Transfusion Therapy in Autoimmune Hemolytic Anemia Patient: A Case Report
Samaira Rawat *
Soban Singh Jeena Government Institute of Medical Science & Research, Almora, Uttrakhand, India.
Ashish Jain
Soban Singh Jeena Government Institute of Medical Science & Research, Almora, Uttrakhand, India.
*Author to whom correspondence should be addressed.
Abstract
Background: Autoimmune haemolytic anaemia (AIHA) is a relatively uncommon form of haemolytic anaemia characterised by the presence of autoantibodies directed against erythrocyte surface antigens, most frequently of the IgG isotype. A positive direct antiglobulin test (DAT) is a key diagnostic criterion for AIHA. However, when haemolysis involves multiple autoantibodies, the standard DAT (polyspecific, anti-IgG + C3) may fail to detect certain antibodies, potentially delaying appropriate treatment.

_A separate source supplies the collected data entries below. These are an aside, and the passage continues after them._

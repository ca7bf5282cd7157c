use tracing::{debug, info, warn};

use crate::api::{ApiError, ApiResult, PlatformClient};

use super::{Credentials, SessionData, SessionStore};

/// What the user picked at the interactive prompt
#[derive(Debug)]
pub enum PromptChoice {
    Login(Credentials),
    /// A session cookie value copied from the browser
    Token(String),
}

/// Source of interactive input, kept behind a trait so the terminal is
/// only touched by the binary.
pub trait CredentialPrompt {
    /// False when nobody is there to answer (no terminal attached)
    fn is_interactive(&self) -> bool;

    /// Ask how to authenticate. `Ok(None)` means the user gave up.
    fn ask(&mut self) -> anyhow::Result<Option<PromptChoice>>;
}

/// Authentication inputs taken from the command line
#[derive(Debug, Clone, Default)]
pub struct AuthArgs {
    /// Explicit session cookie (`--token` / `GORAILS_SESSION`)
    pub token: Option<String>,
    /// Skip the stored session and authenticate again
    pub renew: bool,
}

pub struct Authenticator<'a> {
    client: &'a PlatformClient,
    store: &'a SessionStore,
}

impl<'a> Authenticator<'a> {
    pub fn new(client: &'a PlatformClient, store: &'a SessionStore) -> Self {
        Self { client, store }
    }

    /// Log in with credentials and persist the resulting session
    pub async fn login(&self, credentials: &Credentials) -> ApiResult<SessionData> {
        if !credentials.is_complete() {
            return Err(ApiError::Auth("email and password are required".to_string()));
        }
        let session = self.client.login(credentials).await?;
        self.persist(&session);
        Ok(session)
    }

    /// Wrap a pre-supplied token. It is checked on first use, not here.
    ///
    /// A value copied as `name=value` from the browser is reduced to the value.
    pub fn from_token(&self, token: &str) -> ApiResult<SessionData> {
        let mut token = token.trim();
        if let Some(value) = token
            .strip_prefix(self.client.cookie_name())
            .and_then(|rest| rest.strip_prefix('='))
        {
            token = value.split(';').next().unwrap_or_default().trim();
        }
        if token.is_empty() {
            return Err(ApiError::Auth("session token is empty".to_string()));
        }
        Ok(SessionData::new(token))
    }

    /// Pick a session: explicit token, then stored session, then the prompt.
    pub async fn resolve(
        &self,
        args: &AuthArgs,
        prompt: &mut dyn CredentialPrompt,
    ) -> ApiResult<SessionData> {
        if let Some(ref token) = args.token {
            debug!("Using session token from arguments");
            return self.from_token(token);
        }

        if !args.renew {
            match self.store.load() {
                Ok(Some(session)) => {
                    debug!(path = %self.store.path().display(), "Using stored session");
                    return Ok(session);
                }
                Ok(None) => {}
                Err(e) => warn!(error = %e, "Could not load stored session"),
            }
        }

        if !prompt.is_interactive() {
            return Err(ApiError::Auth(
                "no session available; pass --token or run `gorails-dl auth` in a terminal"
                    .to_string(),
            ));
        }

        let choice = prompt
            .ask()
            .map_err(|e| ApiError::Auth(format!("could not read input: {}", e)))?;

        match choice {
            Some(PromptChoice::Login(credentials)) => self.login(&credentials).await,
            Some(PromptChoice::Token(token)) => {
                let session = self.from_token(&token)?;
                self.persist(&session);
                Ok(session)
            }
            None => Err(ApiError::Auth("authentication cancelled".to_string())),
        }
    }

    fn persist(&self, session: &SessionData) {
        match self.store.save(session) {
            Ok(()) => info!(path = %self.store.path().display(), "Session saved"),
            Err(e) => warn!(error = %e, "Failed to save session"),
        }
    }
}

#[cfg(test)]
mod tests {
    use super::*;
    use crate::config::Config;
    use crate::scrape::GoRailsMarkup;
    use std::sync::Arc;
    use url::Url;

    /// Fails the test if consulted
    struct NoPrompt;

    impl CredentialPrompt for NoPrompt {
        fn is_interactive(&self) -> bool {
            panic!("prompt should not be consulted");
        }

        fn ask(&mut self) -> anyhow::Result<Option<PromptChoice>> {
            panic!("prompt should not be consulted");
        }
    }

    struct Detached;

    impl CredentialPrompt for Detached {
        fn is_interactive(&self) -> bool {
            false
        }

        fn ask(&mut self) -> anyhow::Result<Option<PromptChoice>> {
            panic!("detached prompt must not be asked");
        }
    }

    struct PasteToken(&'static str);

    impl CredentialPrompt for PasteToken {
        fn is_interactive(&self) -> bool {
            true
        }

        fn ask(&mut self) -> anyhow::Result<Option<PromptChoice>> {
            Ok(Some(PromptChoice::Token(self.0.to_string())))
        }
    }

    fn setup(dir: &tempfile::TempDir) -> (PlatformClient, SessionStore) {
        let path = dir.path().join("session.json");
        let config = Config::new(Url::parse("https://gorails.com").unwrap(), path.clone());
        let client = PlatformClient::new(&config, Arc::new(GoRailsMarkup)).unwrap();
        (client, SessionStore::new(path))
    }

    #[tokio::test]
    async fn test_stored_session_wins_without_prompting() {
        let dir = tempfile::tempdir().unwrap();
        let (client, store) = setup(&dir);
        let stored = SessionData::new("stored-token");
        store.save(&stored).unwrap();

        let auth = Authenticator::new(&client, &store);
        let session = auth.resolve(&AuthArgs::default(), &mut NoPrompt).await.unwrap();
        assert_eq!(session, stored);
    }

    #[tokio::test]
    async fn test_explicit_token_beats_stored_session() {
        let dir = tempfile::tempdir().unwrap();
        let (client, store) = setup(&dir);
        store.save(&SessionData::new("stored-token")).unwrap();

        let auth = Authenticator::new(&client, &store);
        let args = AuthArgs {
            token: Some(" cli-token ".to_string()),
            renew: false,
        };
        let session = auth.resolve(&args, &mut NoPrompt).await.unwrap();
        assert_eq!(session.token, "cli-token");
        // Explicit tokens are not persisted
        assert_eq!(store.load().unwrap().unwrap().token, "stored-token");
    }

    #[tokio::test]
    async fn test_no_session_without_terminal_fails() {
        let dir = tempfile::tempdir().unwrap();
        let (client, store) = setup(&dir);

        let auth = Authenticator::new(&client, &store);
        let err = auth
            .resolve(&AuthArgs::default(), &mut Detached)
            .await
            .unwrap_err();
        assert!(err.is_fatal());
    }

    #[tokio::test]
    async fn test_pasted_token_is_persisted() {
        let dir = tempfile::tempdir().unwrap();
        let (client, store) = setup(&dir);

        let auth = Authenticator::new(&client, &store);
        let session = auth
            .resolve(&AuthArgs::default(), &mut PasteToken("pasted"))
            .await
            .unwrap();
        assert_eq!(session.token, "pasted");
        assert_eq!(store.load().unwrap().unwrap().token, "pasted");
    }

    #[tokio::test]
    async fn test_renew_skips_stored_session() {
        let dir = tempfile::tempdir().unwrap();
        let (client, store) = setup(&dir);
        store.save(&SessionData::new("old")).unwrap();

        let auth = Authenticator::new(&client, &store);
        let args = AuthArgs {
            token: None,
            renew: true,
        };
        let session = auth.resolve(&args, &mut PasteToken("new")).await.unwrap();
        assert_eq!(session.token, "new");
    }

    #[test]
    fn test_from_token_rejects_empty() {
        let dir = tempfile::tempdir().unwrap();
        let (client, store) = setup(&dir);
        let auth = Authenticator::new(&client, &store);
        assert!(auth.from_token("   ").is_err());
        assert!(auth.from_token("_gorails_session=").is_err());
    }

    #[test]
    fn test_from_token_strips_cookie_name() {
        let dir = tempfile::tempdir().unwrap();
        let (client, store) = setup(&dir);
        let auth = Authenticator::new(&client, &store);

        let session = auth.from_token("_gorails_session=abc").unwrap();
        assert_eq!(session.token, "abc");
        assert_eq!(session.cookie_header("_gorails_session"), "_gorails_session=abc");

        let session = auth.from_token(" _gorails_session=abc; path=/ ").unwrap();
        assert_eq!(session.token, "abc");

        // Only the exact cookie name is stripped
        let session = auth.from_token("other=abc").unwrap();
        assert_eq!(session.token, "other=abc");
    }

    #[tokio::test]
    async fn test_pasted_cookie_pair_is_stored_as_value() {
        let dir = tempfile::tempdir().unwrap();
        let (client, store) = setup(&dir);

        let auth = Authenticator::new(&client, &store);
        auth.resolve(&AuthArgs::default(), &mut PasteToken("_gorails_session=pasted"))
            .await
            .unwrap();
        assert_eq!(store.load().unwrap().unwrap().token, "pasted");
    }

    #[tokio::test]
    async fn test_login_requires_complete_credentials() {
        let dir = tempfile::tempdir().unwrap();
        let (client, store) = setup(&dir);
        let auth = Authenticator::new(&client, &store);
        let err = auth.login(&Credentials::new("", "pw")).await.unwrap_err();
        assert!(matches!(err, ApiError::Auth(_)));
    }
}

Case Presentation: We report a patient with severe AIHA mediated by IgG and IgA autoantibodies. A 1-day-old term baby was admitted to the neonatal ICU with chief complaints/diagnoses of biliary atresia with acute biliary encephalopathy, neonatal hepatitis, congenital hydrocele, Rh incompatibility, respiratory failure, seizures and shock. The maternal blood group was AB negative, and the neonatal blood group was AB positive. The neonate presented with a history of abdominal distension, hypoalbuminaemia, sepsis, yellowish discoloration of the skin and moderate thrombocytopenia. Radiological findings, including ultrasonography of the abdomen and pelvis, showed hepatosplenomegaly, cystitis, mild ascites and multiple fluid-filled bowel loops; the neurosonogram showed no significant finding. The direct Coombs test showed IgG positivity and C3d negativity, and the indirect Coombs test was positive.

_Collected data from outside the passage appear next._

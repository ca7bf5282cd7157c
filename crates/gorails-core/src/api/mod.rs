//! HTTP access to the GoRails website.
//!
//! `PlatformClient` fetches pages with the session cookie, performs the
//! form login and resolves download redirects. `ApiError` is the error
//! taxonomy shared by the whole download pipeline.

pub mod client;
pub mod error;

pub use client::PlatformClient;
pub use error::{ApiError, ApiResult};
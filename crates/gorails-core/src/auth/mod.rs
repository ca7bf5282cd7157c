//! Authentication: session persistence and login.
//!
//! This module provides:
//! - `SessionStore`: the JSON session record in the home directory
//! - `Authenticator`: picks a session from an explicit token, the store,
//!   or an interactive login
//! - `Credentials`: in-memory login details
//!
//! A session is trusted until the platform rejects it; there is no expiry.

pub mod authenticator;
pub mod credentials;
pub mod session;

pub use authenticator::{AuthArgs, Authenticator, CredentialPrompt, PromptChoice};
pub use credentials::Credentials;
pub use session::{SessionData, SessionStore};
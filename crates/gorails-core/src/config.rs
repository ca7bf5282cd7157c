//! Application configuration.
//!
//! `Config` is built once at startup and handed to every component that
//! needs it. Defaults target gorails.com; the base URL and the session file
//! can be overridden from the environment (or a `.env` file loaded by the
//! binary), which is also how the tests point the client at a mock server.
//!
//! The session token is stored at `~/.gorails.json` unless overridden.

use std::path::PathBuf;
use std::time::Duration;

use anyhow::{Context, Result};
use url::Url;

/// Default platform root
const DEFAULT_BASE_URL: &str = "https://gorails.com";

/// Session file name in the home directory
const SESSION_FILE: &str = ".gorails.json";

/// Cookie carrying the platform session
const SESSION_COOKIE: &str = "_gorails_session";

/// Default output directory, relative to the working directory
const DEFAULT_OUTPUT_DIR: &str = "downloads";

/// HTTP request timeout in seconds.
/// Applies to page requests; downloads are bounded by the connect timeout only.
const REQUEST_TIMEOUT_SECS: u64 = 30;

const USER_AGENT: &str = "Mozilla/5.0 (Windows NT 10.0; Win64; x64) AppleWebKit/537.36 \
     (KHTML, like Gecko) Chrome/91.0.4472.124 Safari/537.36";

pub const ENV_BASE_URL: &str = "GORAILS_BASE_URL";
pub const ENV_SESSION_FILE: &str = "GORAILS_SESSION_FILE";

#[derive(Debug, Clone)]
pub struct Config {
    pub base_url: Url,
    pub session_path: PathBuf,
    pub cookie_name: String,
    pub user_agent: String,
    pub request_timeout: Duration,
    pub output_dir: PathBuf,
    pub force: bool,
}

impl Config {
    /// Build a config for the given platform root with default settings
    pub fn new(base_url: Url, session_path: PathBuf) -> Self {
        Self {
            base_url,
            session_path,
            cookie_name: SESSION_COOKIE.to_string(),
            user_agent: USER_AGENT.to_string(),
            request_timeout: Duration::from_secs(REQUEST_TIMEOUT_SECS),
            output_dir: PathBuf::from(DEFAULT_OUTPUT_DIR),
            force: false,
        }
    }

    /// Load defaults, applying environment overrides
    pub fn load() -> Result<Self> {
        let base_url = match std::env::var(ENV_BASE_URL) {
            Ok(raw) if !raw.trim().is_empty() => Url::parse(raw.trim())
                .with_context(|| format!("Invalid {}: {}", ENV_BASE_URL, raw))?,
            _ => Url::parse(DEFAULT_BASE_URL)?,
        };

        let session_path = match std::env::var_os(ENV_SESSION_FILE) {
            Some(path) if !path.is_empty() => PathBuf::from(path),
            _ => Self::default_session_path()?,
        };

        Ok(Self::new(base_url, session_path))
    }

    fn default_session_path() -> Result<PathBuf> {
        let home = dirs::home_dir()
            .ok_or_else(|| anyhow::anyhow!("Could not find home directory"))?;
        Ok(home.join(SESSION_FILE))
    }

    pub fn with_output_dir(mut self, output_dir: impl Into<PathBuf>) -> Self {
        self.output_dir = output_dir.into();
        self
    }

    pub fn with_force(mut self, force: bool) -> Self {
        self.force = force;
        self
    }

    pub fn sign_in_url(&self) -> Result<Url> {
        self.endpoint("users/sign_in")
    }

    pub fn series_url(&self) -> Result<Url> {
        self.endpoint("series")
    }

    /// Join a path onto the platform root
    pub fn endpoint(&self, path: &str) -> Result<Url> {
        self.base_url
            .join(path)
            .with_context(|| format!("Failed to build URL for {}", path))
    }

    /// Resolve a user-supplied page reference (absolute URL or site path)
    pub fn page_url(&self, input: &str) -> Result<Url> {
        match Url::parse(input) {
            Ok(url) => Ok(url),
            Err(url::ParseError::RelativeUrlWithoutBase) => self.endpoint(input),
            Err(e) => Err(e).with_context(|| format!("Invalid URL: {}", input)),
        }
    }
}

Conclusions: Extended direct antiglobulin test (DAT) evaluation is recommended for all patients presenting with clinical manifestations and laboratory evidence of acute haemolysis. Early identification facilitates prompt diagnosis, minimises the need for unnecessary additional investigations, and enables timely and effective clinical management. Severe autoimmune haemolytic anaemia (AIHA) mediated by multiple autoantibodies necessitates the early initiation of intensive combination therapy, incorporating immunosuppressive agents, intravenous immunoglobulin (IVIG), and plasma exchange.
Keywords: Autoimmune haemolytic anaemia, direct coombs test, indirect coombs test, plasma exchange.